"It's all over," said he, with a groan of sickening
remorse. "Look, Will, you may read it if you like."
There was a little letter of a few lines, to which he pointed, which
said:
My papa has ordered me to return to you these presents, which you made
in happier days to me; and I am to write to you for the last time. I
think, I know you feel as much as I do the blow which has come upon us.
It is I that absolve you from an engagement which is impossible in our
present misery. I am sure you had no share in it, or in the cruel
suspicions of Mr. Osborne, which are the hardest of all our griefs to
bear. Farewell. Farewell. I pray God to strengthen me to bear this
and other calamities, and to bless you always. A.
I shall often play upon the piano--your piano.
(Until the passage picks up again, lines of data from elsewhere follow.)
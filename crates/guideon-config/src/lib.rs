//! Shared configuration for the GUIDEON admin CLI.
//!
//! TOML profiles, credential resolution (env + plaintext), and list-view
//! defaults. A profile names the platform API a session will eventually
//! talk to; until the backend is wired in, only the defaults influence
//! behavior, but the contract is recorded here so wiring it up later is
//! a config-only change.

use std::collections::HashMap;
use std::path::PathBuf;

use directories::ProjectDirs;
use figment::{
    Figment,
    providers::{Env, Format, Serialized, Toml},
};
use guideon_core::DEFAULT_PAGE_SIZE;
use secrecy::SecretString;
use serde::{Deserialize, Serialize};
use thiserror::Error;

// ── Error ───────────────────────────────────────────────────────────

#[derive(Debug, Error)]
pub enum ConfigError {
    #[error("invalid {field}: {reason}")]
    Validation { field: String, reason: String },

    #[error("no API key configured for profile '{profile}'")]
    NoCredentials { profile: String },

    #[error("failed to serialize config: {0}")]
    Serialization(#[from] toml::ser::Error),

    #[error("config loading failed: {0}")]
    Figment(Box<figment::Error>),

    #[error("IO error: {0}")]
    Io(#[from] std::io::Error),
}

impl From<figment::Error> for ConfigError {
    fn from(err: figment::Error) -> Self {
        Self::Figment(Box::new(err))
    }
}

// ── TOML config structs ─────────────────────────────────────────────

/// Top-level TOML configuration for the admin CLI.
#[derive(Debug, Deserialize, Serialize)]
pub struct Config {
    /// Default profile name.
    pub default_profile: Option<String>,

    /// Global defaults.
    #[serde(default)]
    pub defaults: Defaults,

    /// Named platform profiles.
    #[serde(default)]
    pub profiles: HashMap<String, Profile>,
}

impl Default for Config {
    fn default() -> Self {
        Self {
            default_profile: Some("default".into()),
            defaults: Defaults::default(),
            profiles: HashMap::new(),
        }
    }
}

#[derive(Debug, Deserialize, Serialize)]
pub struct Defaults {
    #[serde(default = "default_output")]
    pub output: String,

    #[serde(default = "default_color")]
    pub color: String,

    /// Rows per page for every list view.
    #[serde(default = "default_page_size")]
    pub page_size: usize,
}

impl Default for Defaults {
    fn default() -> Self {
        Self {
            output: default_output(),
            color: default_color(),
            page_size: default_page_size(),
        }
    }
}

fn default_output() -> String {
    "table".into()
}
fn default_color() -> String {
    "auto".into()
}
fn default_page_size() -> usize {
    DEFAULT_PAGE_SIZE
}

/// A named platform profile.
#[derive(Debug, Deserialize, Serialize)]
pub struct Profile {
    /// Platform API base URL (e.g., "https://api.guideon.io").
    pub platform: String,

    /// API key (plaintext -- prefer `api_key_env`).
    pub api_key: Option<String>,

    /// Environment variable name containing the API key.
    pub api_key_env: Option<String>,

    /// Site ids this profile's admin is scoped to. Empty means
    /// platform-wide access.
    #[serde(default)]
    pub site_ids: Vec<u64>,
}

// ── Config file path ────────────────────────────────────────────────

/// Resolve the config file path via XDG / platform conventions.
pub fn config_path() -> PathBuf {
    ProjectDirs::from("io", "guideon", "guideon").map_or_else(
        || {
            let mut p = dirs_fallback();
            p.push("config.toml");
            p
        },
        |dirs| dirs.config_dir().join("config.toml"),
    )
}

fn dirs_fallback() -> PathBuf {
    let mut p = PathBuf::from(std::env::var("HOME").unwrap_or_else(|_| ".".into()));
    p.push(".config");
    p.push("guideon");
    p
}

// ── Config loading ──────────────────────────────────────────────────

/// Load the full Config from file + environment.
pub fn load_config() -> Result<Config, ConfigError> {
    let path = config_path();

    let figment = Figment::new()
        .merge(Serialized::defaults(Config::default()))
        .merge(Toml::file(&path))
        .merge(Env::prefixed("GUIDEON_").split("_"));

    let config: Config = figment.extract()?;
    Ok(config)
}

/// Load config, returning a default if the file doesn't exist.
pub fn load_config_or_default() -> Config {
    load_config().unwrap_or_default()
}

// ── Config saving ───────────────────────────────────────────────────

/// Serialize config to TOML and write to the canonical config path.
pub fn save_config(cfg: &Config) -> Result<(), ConfigError> {
    let path = config_path();
    if let Some(parent) = path.parent() {
        std::fs::create_dir_all(parent)?;
    }
    let toml_str = toml::to_string_pretty(cfg)?;
    std::fs::write(&path, toml_str)?;
    Ok(())
}

// ── Profile resolution ──────────────────────────────────────────────

/// The profile name to use: explicit choice, else the config's default,
/// else "default".
pub fn active_profile_name(explicit: Option<&str>, cfg: &Config) -> String {
    explicit
        .map(str::to_owned)
        .or_else(|| cfg.default_profile.clone())
        .unwrap_or_else(|| "default".into())
}

/// Resolve an API key from the credential chain: profile's `api_key_env`
/// -> environment lookup, then plaintext in the config file.
pub fn resolve_api_key(profile: &Profile, profile_name: &str) -> Result<SecretString, ConfigError> {
    if let Some(ref env_name) = profile.api_key_env {
        if let Ok(val) = std::env::var(env_name) {
            return Ok(SecretString::from(val));
        }
    }

    if let Some(ref key) = profile.api_key {
        return Ok(SecretString::from(key.clone()));
    }

    Err(ConfigError::NoCredentials {
        profile: profile_name.into(),
    })
}

/// Validate a profile's platform URL shape without needing a URL crate:
/// the eventual HTTP client does strict parsing; here we only catch the
/// obvious misconfigurations early.
pub fn validate_profile(profile: &Profile) -> Result<(), ConfigError> {
    if !(profile.platform.starts_with("http://") || profile.platform.starts_with("https://")) {
        return Err(ConfigError::Validation {
            field: "platform".into(),
            reason: format!("expected an http(s) URL, got '{}'", profile.platform),
        });
    }
    Ok(())
}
It was like you to send
it.
Dobbin was very soft-hearted. The sight of women and children in pain
always used to melt him. The idea of Amelia broken-hearted and lonely
tore that good-natured soul with anguish. And he broke out into an
emotion, which anybody who likes may consider unmanly. He swore that
Amelia was an angel, to which Osborne said aye with all his heart. He,
too, had been reviewing the history of their lives--and had seen her
from her childhood to her present age, so sweet, so innocent, so
charmingly simple, and artlessly fond and tender.
What a pang it was to lose all that: to have had it and not prized it!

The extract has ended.